The last of the comedy shows is COUGAR TOWN, the new show by the creators of SCRUBS and starring Courtney Cox, as a mom who missed her 20’s and is trying to relive that time of her life. The supporting cast is filled with great actors – from the SCRUBS hold-over, Christa Miller to Brian Van Holt and Busy Philipps. The show plays great with what could be a cliched concept. Cox is great in the comedic role, and is probably going to lead to a better character than Monica on FRIENDS.

On the dramatic front, the biggest show that’s premiered is FLASHFORWARD, the new show from writer/director David S. Goyer (the new Batman franchise and the BLADE trilogy), starring Joseph Fiennes, John Cho and Sonya Walger, about everyone in the world blacking out and having a vision of six months into the future. The show, has a fascinating premise and for the most part shows a lot of promise. There’s some quirks, or missteps in some of the acting (Cho’s character seemed kind of stiff and reminded me of the non-actors from Clint Eastwood’s GRAN TORINO), but even worse are the blatant promotional material from other shows; a giant billboard for Oceanic Airlines (from LOST), an ad on a bus for DESPERATE HOUSEWIVES. It’s a nitpick, but it takes what could be a serious and great show into something that seems like it’s just trying to keep a certain audience interested.

MERCY is the new medical drama by one of the creators of the television version of FRIDAY NIGHT LIGHTS, and has a cast of largely unknown actors – with the exceptions of Michelle Trachtenberg and Guillermo Diaz (WEEDS) – playing various medical staff in a hospital. It’s a little GREY’S ANATOMY, but it’s not quite as pedantic as that show (but we’ll give it time). But, so far it’s working.

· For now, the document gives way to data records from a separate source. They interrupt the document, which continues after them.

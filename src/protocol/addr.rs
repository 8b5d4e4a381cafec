use std::{
    fmt,
    net::{Ipv4Addr, SocketAddr, SocketAddrV4},
};

#[repr(u8)]
#[derive(Debug, Clone, Copy, PartialEq, Eq)]
pub enum AddressType {
    Ipv4 = 0x01,
    DomainName = 0x03,
    Ipv6 = 0x04,
}

impl AddressType {
    pub fn from_u8(value: u8) -> Option<Self> {
        match value {
            0x01 => Some(AddressType::Ipv4),
            0x03 => Some(AddressType::DomainName),
            0x04 => Some(AddressType::Ipv6),
            _ => None,
        }
    }

    pub fn to_u8(&self) -> u8 {
        *self as u8
    }
}

/// Destination host of a CONNECT request.
///
/// IPv6 destinations are parsed by the codec but never reach this type:
/// they are rejected as unsupported.
#[derive(Debug, Clone, PartialEq, Eq)]
pub enum Addr {
    Ipv4(Ipv4Addr),
    Domain(String),
}

impl fmt::Display for Addr {
    fn fmt(&self, f: &mut fmt::Formatter<'_>) -> fmt::Result {
        match self {
            Addr::Ipv4(ip) => write!(f, "{}", ip),
            Addr::Domain(domain) => write!(f, "{}", domain),
        }
    }
}

/// Host and port a CONNECT command asks the proxy to dial.
#[derive(Debug, Clone, PartialEq, Eq)]
pub struct TargetAddr {
    pub addr: Addr,
    pub port: u16,
}

impl TargetAddr {
    pub fn new(addr: Addr, port: u16) -> Self {
        Self { addr, port }
    }

    /// `host:port` form accepted by `tokio::net::TcpStream::connect`.
    pub fn to_host_port(&self) -> String {
        format!("{}:{}", self.addr, self.port)
    }
}

impl fmt::Display for TargetAddr {
    fn fmt(&self, f: &mut fmt::Formatter<'_>) -> fmt::Result {
        write!(f, "{}:{}", self.addr, self.port)
    }
}

impl From<SocketAddrV4> for TargetAddr {
    fn from(value: SocketAddrV4) -> Self {
        TargetAddr {
            addr: Addr::Ipv4(*value.ip()),
            port: value.port(),
        }
    }
}

/// Reduces a listening address to the IPv4 form carried in replies.
///
/// Replies always use the IPv4 layout, so an IPv6 listener reports the
/// unspecified IPv4 address with its real port.
pub fn reply_bound_addr(listen: SocketAddr) -> SocketAddrV4 {
    match listen {
        SocketAddr::V4(v4) => v4,
        SocketAddr::V6(v6) => SocketAddrV4::new(Ipv4Addr::UNSPECIFIED, v6.port()),
    }
}
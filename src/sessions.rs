use std::{
    collections::HashMap,
    sync::{Arc, Mutex, MutexGuard},
};

use tokio::io::{AsyncRead, AsyncWrite};

use crate::{
    event::EventBus,
    peer::{Peer, PeerLink},
    transport::{ConnectionId, Transport},
};

pub type SharedPeer<T, S> = Arc<tokio::sync::Mutex<Peer<T, S>>>;

/// Live peers keyed by connection id, owned by one engine instance.
///
/// Each peer sits behind its own async lock: a dispatch holds it for the
/// whole decode / reply / relay step, so a close never interleaves with it.
pub struct Sessions<T, S> {
    peers: Mutex<HashMap<ConnectionId, SharedPeer<T, S>>>,
    transport: Arc<T>,
    events: Arc<EventBus>,
    relay_buffer_size: usize,
}

impl<T, S> Sessions<T, S>
where
    T: Transport,
    S: AsyncRead + AsyncWrite + Send + Unpin + 'static,
{
    pub fn new(transport: Arc<T>, events: Arc<EventBus>, relay_buffer_size: usize) -> Self {
        Self {
            peers: Mutex::new(HashMap::new()),
            transport,
            events,
            relay_buffer_size,
        }
    }

    fn peers(&self) -> MutexGuard<'_, HashMap<ConnectionId, SharedPeer<T, S>>> {
        self.peers
            .lock()
            .unwrap_or_else(|poisoned| poisoned.into_inner())
    }

    /// Returns the peer for `id`, creating it on first access.
    pub fn get(&self, id: ConnectionId) -> SharedPeer<T, S> {
        let mut peers = self.peers();
        let peer = peers.entry(id).or_insert_with(|| {
            let link = PeerLink::new(id, Arc::clone(&self.transport), Arc::clone(&self.events));
            Arc::new(tokio::sync::Mutex::new(Peer::new(
                link,
                self.relay_buffer_size,
            )))
        });
        Arc::clone(peer)
    }

    pub fn has(&self, id: ConnectionId) -> bool {
        self.peers().contains_key(&id)
    }

    pub fn len(&self) -> usize {
        self.peers().len()
    }

    pub fn is_empty(&self) -> bool {
        self.peers().is_empty()
    }

    /// Closes and drops the peer for `id`. Returns whether one existed.
    pub async fn forget(&self, id: ConnectionId) -> bool {
        let peer = self.peers().remove(&id);
        match peer {
            Some(peer) => {
                peer.lock().await.close().await;
                true
            }
            None => false,
        }
    }

    /// Closes and drops every peer.
    pub async fn forget_all(&self) {
        let drained: Vec<_> = self.peers().drain().map(|(_, peer)| peer).collect();
        for peer in drained {
            peer.lock().await.close().await;
        }
    }
}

In its second season LIE TO ME, seems like it’s going to continue being a strong show with a cool, different approach to the “solve a crime” procedural. The flashes of photographs of real-life examples of the same lies that are covered in the show are really the drawing part of the show. Tim Roth continues to be just weird enough, and engaging as Dr. Cal Lightman, the human lie-detector. The supporting characters are also great, and I’m glad it survived the last season, where we lost a number of great shows (TERMINATOR: THE SARAH CONNOR CHRONICLES and LIFE, in particular).

MAD MEN, which is in its third season – and I’ve previously talked about the show – is continuing with the strong storylines, and the fascination of its characters.

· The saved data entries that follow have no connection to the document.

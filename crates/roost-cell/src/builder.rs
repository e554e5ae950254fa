//! Write-side codec: pack bits and references into a cell

use crate::{Cell, CellError, Result, MAX_BITS, MAX_REFS};

/// Maximum bytes a var-length coins field can carry (4-bit byte length)
const MAX_COIN_BYTES: u32 = 15;

/// Incremental cell writer
///
/// All `store_*` methods check capacity up front and leave the builder
/// unchanged on error. Bits are written most-significant first, matching the
/// read order of [`CellSlice`](crate::CellSlice).
#[derive(Debug, Clone, Default)]
pub struct CellBuilder {
    data: Vec<u8>,
    bit_len: usize,
    refs: Vec<Cell>,
}

impl CellBuilder {
    /// Create an empty builder
    pub fn new() -> Self {
        Self::default()
    }

    /// Bits written so far
    pub fn bits_used(&self) -> usize {
        self.bit_len
    }

    /// Bits still available
    pub fn bits_remaining(&self) -> usize {
        MAX_BITS - self.bit_len
    }

    /// References stored so far
    pub fn refs_used(&self) -> usize {
        self.refs.len()
    }

    /// Reference slots still available
    pub fn refs_remaining(&self) -> usize {
        MAX_REFS - self.refs.len()
    }

    fn ensure_bits(&self, requested: usize) -> Result<()> {
        if requested > self.bits_remaining() {
            return Err(CellError::BitOverflow {
                used: self.bit_len,
                requested,
            });
        }
        Ok(())
    }

    fn push_bit(&mut self, bit: bool) {
        if self.bit_len % 8 == 0 {
            self.data.push(0);
        }
        if bit {
            let idx = self.bit_len / 8;
            self.data[idx] |= 1 << (7 - self.bit_len % 8);
        }
        self.bit_len += 1;
    }

    /// Store a single bit
    pub fn store_bit(&mut self, bit: bool) -> Result<&mut Self> {
        self.ensure_bits(1)?;
        self.push_bit(bit);
        Ok(self)
    }

    /// Store `bits` bits of an unsigned integer, most-significant first
    ///
    /// `bits` may be 0..=64; the value must fit in the requested width.
    pub fn store_uint(&mut self, value: u64, bits: u32) -> Result<&mut Self> {
        if bits > 64 {
            return Err(CellError::ValueTooWide { bits });
        }
        if bits < 64 && value >> bits != 0 {
            return Err(CellError::ValueTooWide { bits });
        }
        self.ensure_bits(bits as usize)?;
        for i in (0..bits).rev() {
            self.push_bit((value >> i) & 1 == 1);
        }
        Ok(self)
    }

    /// Store a coin amount as a var-length field: a 4-bit byte count, then
    /// that many big-endian value bytes
    ///
    /// Amounts up to 2^120 - 1 are representable.
    pub fn store_coins(&mut self, amount: u128) -> Result<&mut Self> {
        let mut bytes = Vec::new();
        let mut rest = amount;
        while rest > 0 {
            bytes.push((rest & 0xff) as u8);
            rest >>= 8;
        }
        bytes.reverse();
        if bytes.len() as u32 > MAX_COIN_BYTES {
            return Err(CellError::CoinsTooLarge);
        }
        self.ensure_bits(4 + bytes.len() * 8)?;
        self.store_uint(bytes.len() as u64, 4)?;
        for byte in bytes {
            self.store_uint(byte as u64, 8)?;
        }
        Ok(self)
    }

    /// Store raw bytes
    pub fn store_bytes(&mut self, bytes: &[u8]) -> Result<&mut Self> {
        self.ensure_bits(bytes.len() * 8)?;
        for &byte in bytes {
            self.store_uint(byte as u64, 8)?;
        }
        Ok(self)
    }

    /// Store a child cell reference
    pub fn store_ref(&mut self, cell: Cell) -> Result<&mut Self> {
        if self.refs.len() == MAX_REFS {
            return Err(CellError::RefOverflow);
        }
        self.refs.push(cell);
        Ok(self)
    }

    /// Append all bits and references of a finished cell
    ///
    /// Used when packing independently built pieces into one cell (see
    /// [`crate::dict`]).
    pub fn store_cell_contents(&mut self, cell: &Cell) -> Result<&mut Self> {
        self.ensure_bits(cell.bit_len())?;
        if cell.refs().len() > self.refs_remaining() {
            return Err(CellError::RefOverflow);
        }
        for i in 0..cell.bit_len() {
            self.push_bit(cell.bit(i));
        }
        for child in cell.refs() {
            self.refs.push(child.clone());
        }
        Ok(self)
    }

    /// Finish the cell
    pub fn build(self) -> Cell {
        Cell::from_parts(self.data, self.bit_len, self.refs)
    }
}
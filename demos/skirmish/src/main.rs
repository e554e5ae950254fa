//! Skirmish demo
//!
//! Walks the whole asset lifecycle on a fresh chain: deploy a collection,
//! mint two items of different classes, spend allocation points, fight a
//! battle and heal the loser with a consumable.

use roost_game::{ItemStats, PriceTable, UpgradeRequest, NANO};
use roost_ledger::contracts::{collection, item};
use roost_ledger::{Chain, CollectionConfig, RoyaltyParams};

fn print_stats(label: &str, stats: &ItemStats) {
    println!(
        "  {label}: hp {}/{}  energy {}/{}  atk {} def {} spd {}  exp {} (unallocated {})",
        stats.hp,
        stats.max_hp,
        stats.energy,
        stats.max_energy,
        stats.atk,
        stats.def,
        stats.spd,
        stats.exp,
        stats.unallocated(),
    );
}

fn main() -> roost_ledger::Result<()> {
    println!("=== Roost Skirmish Demo ===\n");

    let mut chain = Chain::new();
    let deployer = chain.treasury("deployer");
    let alice = chain.treasury("alice");
    let bob = chain.treasury("bob");

    let config = CollectionConfig {
        owner: deployer,
        collection_url: "https://roost.example/collection.json".into(),
        common_url: "https://roost.example/items/".into(),
        royalty: RoyaltyParams {
            factor: 5,
            base: 100,
            address: deployer,
        },
        prices: PriceTable::standard(),
    };
    let coll = chain.deploy_collection(&config, NANO)?;
    println!("Deployed collection at {coll}\n");

    // Alice buys a balanced class, Bob an attacker
    chain.send(alice, coll, NANO + NANO / 10, collection::purchase_class_body(1, 7)?)?;
    let alice_item = chain.nft_address_by_index(coll, 1)?;
    chain.send(bob, coll, NANO + NANO / 10, collection::purchase_class_body(2, 8)?)?;
    let bob_item = chain.nft_address_by_index(coll, 2)?;

    println!("Minted items:");
    print_stats("alice #1 (class 7)", &chain.nft_stats(alice_item)?);
    print_stats("bob   #2 (class 8)", &chain.nft_stats(bob_item)?);
    println!();

    // Alice spends her five starting points
    let request = UpgradeRequest {
        atk: 2,
        def: 1,
        spd: 0,
        max_hp: 1,
        max_energy: 1,
    };
    chain.send(alice, alice_item, NANO / 20, item::upgrade_body(3, &request)?)?;
    println!("Alice upgraded her item:");
    print_stats("alice #1", &chain.nft_stats(alice_item)?);
    println!();

    // The battle runs as three messages: battle, challenge, battle_end
    let records = chain.send(alice, alice_item, NANO / 10, item::battle_body(4, bob_item)?)?;
    println!("Battle of #1 vs #2 ({} transactions):", records.len());
    for record in &records {
        println!(
            "  {} -> {}  op {:?}  exit {}",
            record.from,
            record.to,
            record.op.map(|op| format!("{op:08x}")),
            record.exit_code,
        );
    }
    print_stats("alice #1", &chain.nft_stats(alice_item)?);
    print_stats("bob   #2", &chain.nft_stats(bob_item)?);
    println!();

    // Bob heals his fainted item with a consumable
    chain.send(bob, coll, NANO / 5, collection::purchase_item_body(5, 45, 2)?)?;
    println!("Bob bought a full restore for #2:");
    print_stats("bob   #2", &chain.nft_stats(bob_item)?);

    println!("\nProcessed {} transactions in total", chain.trace().len());
    Ok(())
}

FRINGE has also returned and considering the amazing place that the show left on, at the end of last season, it’s been an interesting start with the new stories, the twists in character development, and of course the awkwardness of John Noble’s Walter Bishop.

And finally, the underdog from last season that managed to come back is DOLLHOUSE. The intro music still bothers me, but there’s some interesting character developments.

There are still some shows that haven’t premiered yet, like V and the animated series ARCHER, but seem interesting. WHITE COLLAR is another series that ought to be on the air soon, and considering the strength of BURN NOTICE – the other show released from USA Networks – it seems like it could be good. But, otherwise it’s a pretty good season from the shows I’ve already seen.